• About this task
Copy each line of the records below that mentions the word "join".

• Data for analysis
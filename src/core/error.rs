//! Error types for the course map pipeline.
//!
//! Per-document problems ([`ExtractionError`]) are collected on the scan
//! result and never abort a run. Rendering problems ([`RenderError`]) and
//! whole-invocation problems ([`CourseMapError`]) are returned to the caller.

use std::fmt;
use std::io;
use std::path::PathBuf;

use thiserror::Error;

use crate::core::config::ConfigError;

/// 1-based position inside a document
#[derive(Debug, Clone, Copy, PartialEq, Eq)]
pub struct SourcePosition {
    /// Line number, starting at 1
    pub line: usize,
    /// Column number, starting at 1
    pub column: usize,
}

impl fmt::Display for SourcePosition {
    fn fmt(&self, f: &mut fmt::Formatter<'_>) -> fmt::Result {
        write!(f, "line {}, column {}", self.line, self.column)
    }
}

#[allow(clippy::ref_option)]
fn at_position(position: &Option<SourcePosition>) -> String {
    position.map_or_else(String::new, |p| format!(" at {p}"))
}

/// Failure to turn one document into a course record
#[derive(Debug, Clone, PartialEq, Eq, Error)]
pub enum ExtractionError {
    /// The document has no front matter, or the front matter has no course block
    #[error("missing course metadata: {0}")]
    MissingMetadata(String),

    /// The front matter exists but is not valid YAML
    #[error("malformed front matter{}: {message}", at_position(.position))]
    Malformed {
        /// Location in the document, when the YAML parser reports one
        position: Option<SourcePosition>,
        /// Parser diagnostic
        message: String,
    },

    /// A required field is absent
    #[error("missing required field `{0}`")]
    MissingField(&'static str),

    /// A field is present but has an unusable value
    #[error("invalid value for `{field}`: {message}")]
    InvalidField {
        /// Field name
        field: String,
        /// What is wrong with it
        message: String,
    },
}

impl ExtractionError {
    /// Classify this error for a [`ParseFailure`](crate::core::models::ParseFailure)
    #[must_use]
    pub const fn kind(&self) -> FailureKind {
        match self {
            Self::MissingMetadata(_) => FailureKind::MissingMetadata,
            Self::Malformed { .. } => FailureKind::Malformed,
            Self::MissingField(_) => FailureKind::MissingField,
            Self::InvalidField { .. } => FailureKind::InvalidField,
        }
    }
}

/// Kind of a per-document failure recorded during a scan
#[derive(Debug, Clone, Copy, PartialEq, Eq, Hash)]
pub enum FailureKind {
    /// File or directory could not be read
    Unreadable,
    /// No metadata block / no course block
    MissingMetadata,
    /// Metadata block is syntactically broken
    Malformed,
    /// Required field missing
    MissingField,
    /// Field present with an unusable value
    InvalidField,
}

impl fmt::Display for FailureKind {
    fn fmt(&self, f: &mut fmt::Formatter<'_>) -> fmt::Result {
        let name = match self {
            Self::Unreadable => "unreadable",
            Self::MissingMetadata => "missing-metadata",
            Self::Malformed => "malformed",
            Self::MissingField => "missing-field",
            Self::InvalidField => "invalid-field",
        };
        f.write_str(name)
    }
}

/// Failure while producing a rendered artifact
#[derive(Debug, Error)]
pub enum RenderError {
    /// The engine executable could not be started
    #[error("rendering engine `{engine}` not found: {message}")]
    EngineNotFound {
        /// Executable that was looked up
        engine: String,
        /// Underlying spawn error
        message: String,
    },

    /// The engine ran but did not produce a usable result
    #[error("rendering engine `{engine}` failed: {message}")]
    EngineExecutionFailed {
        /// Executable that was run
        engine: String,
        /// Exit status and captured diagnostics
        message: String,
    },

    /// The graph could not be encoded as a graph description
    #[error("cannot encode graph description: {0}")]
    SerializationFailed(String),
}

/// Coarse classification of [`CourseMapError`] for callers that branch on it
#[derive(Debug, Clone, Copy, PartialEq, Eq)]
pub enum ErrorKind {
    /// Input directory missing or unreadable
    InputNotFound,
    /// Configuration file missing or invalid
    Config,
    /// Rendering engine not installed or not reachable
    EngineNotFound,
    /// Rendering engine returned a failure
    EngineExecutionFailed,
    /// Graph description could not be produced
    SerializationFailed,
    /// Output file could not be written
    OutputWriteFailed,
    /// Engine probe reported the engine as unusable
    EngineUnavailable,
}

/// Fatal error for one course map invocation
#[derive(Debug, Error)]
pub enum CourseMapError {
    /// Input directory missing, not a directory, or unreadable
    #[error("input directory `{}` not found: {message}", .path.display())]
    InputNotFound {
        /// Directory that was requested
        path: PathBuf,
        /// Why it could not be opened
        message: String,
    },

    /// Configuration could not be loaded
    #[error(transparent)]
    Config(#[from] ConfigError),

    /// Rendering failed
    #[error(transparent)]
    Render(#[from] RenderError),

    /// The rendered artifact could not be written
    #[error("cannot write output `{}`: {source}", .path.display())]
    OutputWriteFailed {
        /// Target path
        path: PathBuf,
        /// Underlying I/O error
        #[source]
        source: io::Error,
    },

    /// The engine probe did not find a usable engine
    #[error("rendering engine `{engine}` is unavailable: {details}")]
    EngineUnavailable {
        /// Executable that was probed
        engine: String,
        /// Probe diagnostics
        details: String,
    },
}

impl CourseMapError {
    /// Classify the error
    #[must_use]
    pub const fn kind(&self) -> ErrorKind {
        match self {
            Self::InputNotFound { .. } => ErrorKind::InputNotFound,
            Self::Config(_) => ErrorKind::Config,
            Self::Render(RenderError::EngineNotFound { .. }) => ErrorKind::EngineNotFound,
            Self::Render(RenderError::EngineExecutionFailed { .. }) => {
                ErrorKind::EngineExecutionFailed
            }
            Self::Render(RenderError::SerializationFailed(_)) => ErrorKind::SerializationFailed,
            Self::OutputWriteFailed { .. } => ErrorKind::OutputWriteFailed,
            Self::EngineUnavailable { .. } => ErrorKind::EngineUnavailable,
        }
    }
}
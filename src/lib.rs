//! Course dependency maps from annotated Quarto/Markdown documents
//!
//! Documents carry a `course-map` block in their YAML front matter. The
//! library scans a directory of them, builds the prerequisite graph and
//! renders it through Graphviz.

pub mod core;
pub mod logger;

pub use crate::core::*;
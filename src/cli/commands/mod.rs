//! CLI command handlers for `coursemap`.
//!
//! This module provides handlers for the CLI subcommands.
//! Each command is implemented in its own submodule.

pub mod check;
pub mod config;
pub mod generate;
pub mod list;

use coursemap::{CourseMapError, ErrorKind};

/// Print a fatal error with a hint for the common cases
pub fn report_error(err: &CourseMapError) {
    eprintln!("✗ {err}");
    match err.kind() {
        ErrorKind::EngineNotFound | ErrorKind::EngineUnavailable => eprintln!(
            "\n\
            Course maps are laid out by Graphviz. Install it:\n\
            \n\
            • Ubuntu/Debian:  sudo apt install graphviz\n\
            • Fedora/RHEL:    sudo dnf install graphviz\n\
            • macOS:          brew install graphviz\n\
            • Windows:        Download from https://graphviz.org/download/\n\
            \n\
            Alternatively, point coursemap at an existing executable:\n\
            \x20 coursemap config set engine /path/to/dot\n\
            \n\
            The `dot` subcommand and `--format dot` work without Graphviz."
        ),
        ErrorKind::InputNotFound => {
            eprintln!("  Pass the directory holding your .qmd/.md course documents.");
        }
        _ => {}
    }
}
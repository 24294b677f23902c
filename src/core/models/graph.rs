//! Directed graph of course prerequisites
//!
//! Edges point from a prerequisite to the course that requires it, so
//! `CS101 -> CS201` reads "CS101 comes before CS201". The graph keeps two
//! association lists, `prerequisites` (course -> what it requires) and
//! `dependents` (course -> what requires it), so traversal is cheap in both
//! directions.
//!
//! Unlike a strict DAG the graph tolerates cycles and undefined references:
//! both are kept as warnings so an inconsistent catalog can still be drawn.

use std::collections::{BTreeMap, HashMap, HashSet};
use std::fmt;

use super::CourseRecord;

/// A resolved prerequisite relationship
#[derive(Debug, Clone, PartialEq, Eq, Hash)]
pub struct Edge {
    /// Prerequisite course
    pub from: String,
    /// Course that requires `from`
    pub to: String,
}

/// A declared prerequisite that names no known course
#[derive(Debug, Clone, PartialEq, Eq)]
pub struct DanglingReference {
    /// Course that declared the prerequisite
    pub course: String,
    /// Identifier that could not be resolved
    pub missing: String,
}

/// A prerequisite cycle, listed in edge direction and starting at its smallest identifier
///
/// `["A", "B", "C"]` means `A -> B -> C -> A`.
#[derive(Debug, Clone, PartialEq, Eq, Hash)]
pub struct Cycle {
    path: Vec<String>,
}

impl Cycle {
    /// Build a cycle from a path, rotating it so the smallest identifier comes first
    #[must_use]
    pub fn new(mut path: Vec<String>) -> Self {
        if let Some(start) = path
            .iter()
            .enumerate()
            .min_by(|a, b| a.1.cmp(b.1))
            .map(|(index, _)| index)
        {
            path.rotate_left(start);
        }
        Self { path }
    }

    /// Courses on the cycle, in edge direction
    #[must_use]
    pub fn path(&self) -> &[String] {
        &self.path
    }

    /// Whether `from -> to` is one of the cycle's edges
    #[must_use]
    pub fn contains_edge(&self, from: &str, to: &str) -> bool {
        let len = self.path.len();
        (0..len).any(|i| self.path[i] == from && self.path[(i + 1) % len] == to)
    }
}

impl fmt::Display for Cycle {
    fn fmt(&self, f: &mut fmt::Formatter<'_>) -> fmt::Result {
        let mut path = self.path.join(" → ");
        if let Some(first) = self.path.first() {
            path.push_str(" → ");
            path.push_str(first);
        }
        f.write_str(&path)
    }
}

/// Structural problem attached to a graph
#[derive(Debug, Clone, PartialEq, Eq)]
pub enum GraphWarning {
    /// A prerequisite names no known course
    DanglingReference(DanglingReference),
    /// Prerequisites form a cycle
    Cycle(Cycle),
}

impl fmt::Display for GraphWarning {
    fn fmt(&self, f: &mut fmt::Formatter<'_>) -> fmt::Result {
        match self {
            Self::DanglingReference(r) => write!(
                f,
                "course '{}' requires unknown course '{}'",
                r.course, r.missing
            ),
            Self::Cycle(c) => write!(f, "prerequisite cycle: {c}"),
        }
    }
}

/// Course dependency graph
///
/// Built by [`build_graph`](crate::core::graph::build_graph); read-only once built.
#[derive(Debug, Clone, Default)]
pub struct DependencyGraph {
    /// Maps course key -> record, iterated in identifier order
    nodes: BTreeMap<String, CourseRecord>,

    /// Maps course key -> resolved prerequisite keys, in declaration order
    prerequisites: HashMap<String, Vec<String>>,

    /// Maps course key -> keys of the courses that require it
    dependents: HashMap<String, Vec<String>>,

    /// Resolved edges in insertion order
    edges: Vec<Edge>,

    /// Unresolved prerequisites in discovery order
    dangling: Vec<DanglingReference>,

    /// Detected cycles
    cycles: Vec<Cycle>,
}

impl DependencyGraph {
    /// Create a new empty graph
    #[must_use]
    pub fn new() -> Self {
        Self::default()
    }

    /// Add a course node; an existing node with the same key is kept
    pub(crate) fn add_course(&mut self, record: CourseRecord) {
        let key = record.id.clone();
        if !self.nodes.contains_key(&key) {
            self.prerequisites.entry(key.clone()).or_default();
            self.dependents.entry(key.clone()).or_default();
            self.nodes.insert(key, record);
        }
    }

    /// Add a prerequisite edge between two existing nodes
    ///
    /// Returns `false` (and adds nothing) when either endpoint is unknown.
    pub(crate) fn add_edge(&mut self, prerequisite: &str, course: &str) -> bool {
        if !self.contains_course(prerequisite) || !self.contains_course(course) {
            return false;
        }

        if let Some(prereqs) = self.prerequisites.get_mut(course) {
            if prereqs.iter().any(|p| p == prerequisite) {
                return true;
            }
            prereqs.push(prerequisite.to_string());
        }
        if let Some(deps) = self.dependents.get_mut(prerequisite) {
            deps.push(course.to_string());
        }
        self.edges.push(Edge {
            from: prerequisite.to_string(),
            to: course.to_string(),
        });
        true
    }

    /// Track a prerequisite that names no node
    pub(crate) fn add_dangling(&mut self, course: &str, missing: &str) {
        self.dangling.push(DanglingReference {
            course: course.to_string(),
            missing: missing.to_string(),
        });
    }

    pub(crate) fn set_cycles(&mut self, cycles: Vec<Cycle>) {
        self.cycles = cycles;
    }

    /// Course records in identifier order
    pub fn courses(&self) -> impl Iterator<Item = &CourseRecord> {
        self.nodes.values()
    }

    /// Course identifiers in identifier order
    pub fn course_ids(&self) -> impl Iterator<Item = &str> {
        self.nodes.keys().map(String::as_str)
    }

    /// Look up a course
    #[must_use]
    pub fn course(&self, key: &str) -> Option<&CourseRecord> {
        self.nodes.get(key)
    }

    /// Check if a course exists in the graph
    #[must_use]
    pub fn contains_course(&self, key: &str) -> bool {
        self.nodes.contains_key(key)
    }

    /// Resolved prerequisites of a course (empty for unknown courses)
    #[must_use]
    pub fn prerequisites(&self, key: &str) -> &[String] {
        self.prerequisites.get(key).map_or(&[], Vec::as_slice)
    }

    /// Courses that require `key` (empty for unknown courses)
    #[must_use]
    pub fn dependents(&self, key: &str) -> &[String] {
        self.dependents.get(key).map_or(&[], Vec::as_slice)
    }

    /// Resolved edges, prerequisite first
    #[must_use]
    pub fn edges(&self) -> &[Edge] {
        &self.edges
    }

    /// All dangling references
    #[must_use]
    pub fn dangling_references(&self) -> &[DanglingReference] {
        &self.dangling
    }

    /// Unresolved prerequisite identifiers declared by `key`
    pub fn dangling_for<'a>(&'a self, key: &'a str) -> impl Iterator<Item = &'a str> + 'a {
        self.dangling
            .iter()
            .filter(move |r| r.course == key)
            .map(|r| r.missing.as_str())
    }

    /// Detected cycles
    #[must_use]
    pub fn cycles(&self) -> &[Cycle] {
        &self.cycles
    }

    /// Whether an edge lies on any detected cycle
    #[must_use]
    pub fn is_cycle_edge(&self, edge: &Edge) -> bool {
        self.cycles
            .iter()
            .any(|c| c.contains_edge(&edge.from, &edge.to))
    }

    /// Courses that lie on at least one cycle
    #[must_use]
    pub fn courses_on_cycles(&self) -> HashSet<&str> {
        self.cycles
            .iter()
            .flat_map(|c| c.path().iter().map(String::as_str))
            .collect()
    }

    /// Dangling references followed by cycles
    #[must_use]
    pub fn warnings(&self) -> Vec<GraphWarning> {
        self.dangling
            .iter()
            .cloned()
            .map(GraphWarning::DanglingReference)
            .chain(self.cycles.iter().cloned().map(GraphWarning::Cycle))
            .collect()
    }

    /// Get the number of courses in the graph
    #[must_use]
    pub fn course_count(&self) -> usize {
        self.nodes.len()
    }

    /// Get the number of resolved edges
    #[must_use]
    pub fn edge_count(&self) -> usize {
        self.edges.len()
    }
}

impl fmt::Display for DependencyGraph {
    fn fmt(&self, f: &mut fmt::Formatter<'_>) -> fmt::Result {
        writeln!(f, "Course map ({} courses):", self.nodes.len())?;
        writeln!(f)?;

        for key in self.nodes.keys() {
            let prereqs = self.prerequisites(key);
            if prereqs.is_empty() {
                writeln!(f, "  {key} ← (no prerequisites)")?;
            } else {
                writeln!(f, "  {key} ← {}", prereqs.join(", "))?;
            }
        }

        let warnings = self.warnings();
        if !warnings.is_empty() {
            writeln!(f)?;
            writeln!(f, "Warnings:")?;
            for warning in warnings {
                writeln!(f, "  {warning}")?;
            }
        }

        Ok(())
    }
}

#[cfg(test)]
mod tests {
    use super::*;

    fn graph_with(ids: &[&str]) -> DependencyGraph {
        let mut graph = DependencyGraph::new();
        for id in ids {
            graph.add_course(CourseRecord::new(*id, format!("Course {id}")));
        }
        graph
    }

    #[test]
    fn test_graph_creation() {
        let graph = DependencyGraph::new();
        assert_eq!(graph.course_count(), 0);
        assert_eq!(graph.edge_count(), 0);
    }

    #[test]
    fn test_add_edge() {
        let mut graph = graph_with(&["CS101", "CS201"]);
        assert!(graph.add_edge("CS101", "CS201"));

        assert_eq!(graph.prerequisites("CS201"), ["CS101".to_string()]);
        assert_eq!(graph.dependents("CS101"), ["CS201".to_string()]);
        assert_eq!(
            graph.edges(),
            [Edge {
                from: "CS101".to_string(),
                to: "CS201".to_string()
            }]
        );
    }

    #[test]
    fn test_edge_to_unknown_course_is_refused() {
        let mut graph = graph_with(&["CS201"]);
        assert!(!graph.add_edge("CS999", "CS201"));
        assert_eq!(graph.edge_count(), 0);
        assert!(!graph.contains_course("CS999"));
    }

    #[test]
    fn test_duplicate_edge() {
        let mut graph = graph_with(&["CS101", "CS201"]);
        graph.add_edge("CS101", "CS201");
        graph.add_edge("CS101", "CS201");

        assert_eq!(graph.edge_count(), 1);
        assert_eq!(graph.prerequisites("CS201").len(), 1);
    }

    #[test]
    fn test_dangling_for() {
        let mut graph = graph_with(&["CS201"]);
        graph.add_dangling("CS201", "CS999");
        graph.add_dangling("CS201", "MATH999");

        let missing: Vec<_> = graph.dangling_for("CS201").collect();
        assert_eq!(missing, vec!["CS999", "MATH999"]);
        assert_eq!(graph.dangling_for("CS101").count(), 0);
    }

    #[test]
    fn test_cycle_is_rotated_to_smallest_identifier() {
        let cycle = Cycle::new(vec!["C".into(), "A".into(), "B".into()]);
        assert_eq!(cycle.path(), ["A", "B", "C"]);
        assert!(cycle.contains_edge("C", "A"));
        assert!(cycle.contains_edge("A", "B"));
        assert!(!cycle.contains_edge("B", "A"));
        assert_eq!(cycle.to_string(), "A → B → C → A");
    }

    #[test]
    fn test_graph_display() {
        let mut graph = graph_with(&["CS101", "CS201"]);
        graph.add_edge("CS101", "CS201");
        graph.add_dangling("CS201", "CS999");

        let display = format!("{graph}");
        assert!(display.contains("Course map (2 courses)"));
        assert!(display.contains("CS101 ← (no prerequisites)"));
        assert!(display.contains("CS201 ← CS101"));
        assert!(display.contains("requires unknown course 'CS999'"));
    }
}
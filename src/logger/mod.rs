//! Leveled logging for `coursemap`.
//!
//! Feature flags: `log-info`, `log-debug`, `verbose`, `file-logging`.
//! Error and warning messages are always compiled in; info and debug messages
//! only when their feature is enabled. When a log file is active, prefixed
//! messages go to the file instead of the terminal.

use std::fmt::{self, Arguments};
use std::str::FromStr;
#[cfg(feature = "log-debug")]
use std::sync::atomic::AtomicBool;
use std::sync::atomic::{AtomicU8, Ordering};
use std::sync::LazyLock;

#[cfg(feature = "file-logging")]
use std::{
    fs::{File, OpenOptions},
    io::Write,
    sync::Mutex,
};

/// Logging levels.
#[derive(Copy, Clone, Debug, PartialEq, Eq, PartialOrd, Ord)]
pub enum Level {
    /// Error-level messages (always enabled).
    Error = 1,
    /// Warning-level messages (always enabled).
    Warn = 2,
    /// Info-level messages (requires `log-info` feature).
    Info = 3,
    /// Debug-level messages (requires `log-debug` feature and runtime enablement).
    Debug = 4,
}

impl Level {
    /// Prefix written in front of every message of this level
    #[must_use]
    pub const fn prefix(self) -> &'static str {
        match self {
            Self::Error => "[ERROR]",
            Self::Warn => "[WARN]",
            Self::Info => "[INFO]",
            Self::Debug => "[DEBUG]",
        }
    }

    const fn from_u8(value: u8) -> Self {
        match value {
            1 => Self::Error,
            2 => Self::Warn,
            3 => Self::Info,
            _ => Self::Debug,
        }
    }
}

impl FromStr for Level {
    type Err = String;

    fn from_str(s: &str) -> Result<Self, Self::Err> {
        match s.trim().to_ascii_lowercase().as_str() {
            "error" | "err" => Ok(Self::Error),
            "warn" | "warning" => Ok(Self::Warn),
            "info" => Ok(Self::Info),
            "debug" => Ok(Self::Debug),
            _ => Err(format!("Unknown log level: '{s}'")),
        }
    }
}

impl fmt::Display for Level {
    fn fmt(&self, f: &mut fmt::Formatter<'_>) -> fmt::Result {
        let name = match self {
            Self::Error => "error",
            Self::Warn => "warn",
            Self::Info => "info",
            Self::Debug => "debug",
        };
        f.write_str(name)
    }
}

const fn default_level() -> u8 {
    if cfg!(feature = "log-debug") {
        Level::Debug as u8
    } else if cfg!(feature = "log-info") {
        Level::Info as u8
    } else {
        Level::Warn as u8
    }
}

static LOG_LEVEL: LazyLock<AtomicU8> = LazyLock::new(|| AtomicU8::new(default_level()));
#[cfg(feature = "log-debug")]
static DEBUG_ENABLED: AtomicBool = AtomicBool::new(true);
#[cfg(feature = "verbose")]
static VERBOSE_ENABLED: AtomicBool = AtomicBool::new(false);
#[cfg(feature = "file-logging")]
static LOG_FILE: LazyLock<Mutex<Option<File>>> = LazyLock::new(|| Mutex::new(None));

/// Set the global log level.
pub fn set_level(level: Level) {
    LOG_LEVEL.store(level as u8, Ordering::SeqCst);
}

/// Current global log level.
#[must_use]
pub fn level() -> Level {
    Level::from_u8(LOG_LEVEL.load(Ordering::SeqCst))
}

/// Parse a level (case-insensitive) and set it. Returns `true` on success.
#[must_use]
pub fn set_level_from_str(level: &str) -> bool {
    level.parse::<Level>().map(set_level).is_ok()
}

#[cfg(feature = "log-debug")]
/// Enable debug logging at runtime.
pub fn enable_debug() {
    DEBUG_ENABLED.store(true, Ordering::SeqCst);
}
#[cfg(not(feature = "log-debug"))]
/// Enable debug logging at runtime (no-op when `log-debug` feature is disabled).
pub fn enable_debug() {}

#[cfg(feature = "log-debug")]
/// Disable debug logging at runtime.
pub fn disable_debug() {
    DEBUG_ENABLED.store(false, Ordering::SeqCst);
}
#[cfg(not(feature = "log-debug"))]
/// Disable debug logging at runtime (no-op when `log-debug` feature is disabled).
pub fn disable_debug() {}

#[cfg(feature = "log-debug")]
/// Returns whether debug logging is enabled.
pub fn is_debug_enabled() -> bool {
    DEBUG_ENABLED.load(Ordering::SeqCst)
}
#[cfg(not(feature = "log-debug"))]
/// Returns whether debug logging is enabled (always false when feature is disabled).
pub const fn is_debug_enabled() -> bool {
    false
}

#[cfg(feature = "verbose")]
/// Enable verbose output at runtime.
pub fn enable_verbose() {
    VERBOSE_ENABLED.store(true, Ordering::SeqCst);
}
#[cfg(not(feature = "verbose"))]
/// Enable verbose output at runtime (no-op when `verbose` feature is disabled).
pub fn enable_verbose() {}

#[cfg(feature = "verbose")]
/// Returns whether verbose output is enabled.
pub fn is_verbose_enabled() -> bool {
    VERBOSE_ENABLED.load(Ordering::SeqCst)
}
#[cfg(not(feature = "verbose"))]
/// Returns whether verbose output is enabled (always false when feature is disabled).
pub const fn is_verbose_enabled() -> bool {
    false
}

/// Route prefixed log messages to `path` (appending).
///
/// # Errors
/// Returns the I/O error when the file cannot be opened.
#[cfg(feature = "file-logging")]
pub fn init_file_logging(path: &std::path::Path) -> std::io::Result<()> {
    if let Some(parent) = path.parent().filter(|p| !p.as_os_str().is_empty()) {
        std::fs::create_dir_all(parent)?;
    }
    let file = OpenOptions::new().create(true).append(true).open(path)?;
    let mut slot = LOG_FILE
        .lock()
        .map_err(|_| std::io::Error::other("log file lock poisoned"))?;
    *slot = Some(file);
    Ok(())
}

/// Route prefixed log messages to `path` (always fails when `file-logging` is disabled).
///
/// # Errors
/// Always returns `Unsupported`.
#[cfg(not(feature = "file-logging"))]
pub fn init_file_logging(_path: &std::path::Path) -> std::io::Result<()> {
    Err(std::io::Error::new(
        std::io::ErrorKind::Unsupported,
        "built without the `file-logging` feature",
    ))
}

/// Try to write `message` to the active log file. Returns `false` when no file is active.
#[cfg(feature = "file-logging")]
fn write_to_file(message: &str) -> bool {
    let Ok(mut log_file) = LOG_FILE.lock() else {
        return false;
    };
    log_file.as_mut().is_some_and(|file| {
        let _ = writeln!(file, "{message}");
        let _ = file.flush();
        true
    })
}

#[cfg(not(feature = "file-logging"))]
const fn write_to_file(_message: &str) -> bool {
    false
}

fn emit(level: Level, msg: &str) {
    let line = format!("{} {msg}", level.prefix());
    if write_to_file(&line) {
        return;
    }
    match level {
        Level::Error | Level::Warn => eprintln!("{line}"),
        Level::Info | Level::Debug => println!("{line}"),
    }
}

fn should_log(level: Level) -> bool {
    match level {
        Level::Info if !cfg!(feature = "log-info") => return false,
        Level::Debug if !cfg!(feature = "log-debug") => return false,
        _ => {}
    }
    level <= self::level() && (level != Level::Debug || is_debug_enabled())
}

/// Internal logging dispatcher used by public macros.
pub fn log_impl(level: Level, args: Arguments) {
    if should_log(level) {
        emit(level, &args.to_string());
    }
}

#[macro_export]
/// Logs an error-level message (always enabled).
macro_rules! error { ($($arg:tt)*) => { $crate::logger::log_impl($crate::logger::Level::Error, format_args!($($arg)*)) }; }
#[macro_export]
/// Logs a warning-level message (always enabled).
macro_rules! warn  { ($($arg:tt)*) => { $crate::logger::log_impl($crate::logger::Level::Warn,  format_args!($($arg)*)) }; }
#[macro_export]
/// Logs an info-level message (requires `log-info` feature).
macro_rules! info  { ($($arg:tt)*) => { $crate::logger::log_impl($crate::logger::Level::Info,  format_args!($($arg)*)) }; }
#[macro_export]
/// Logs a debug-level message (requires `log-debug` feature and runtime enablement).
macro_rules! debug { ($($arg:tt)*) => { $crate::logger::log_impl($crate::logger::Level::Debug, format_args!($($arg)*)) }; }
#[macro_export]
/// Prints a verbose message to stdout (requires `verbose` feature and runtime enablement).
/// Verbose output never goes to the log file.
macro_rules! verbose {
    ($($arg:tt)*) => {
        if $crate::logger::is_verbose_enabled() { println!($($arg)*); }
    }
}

• Written answer
        let mut path = self.path.join(" → ");
                writeln!(f, "  {key} ← {}", prereqs.join(", "))?;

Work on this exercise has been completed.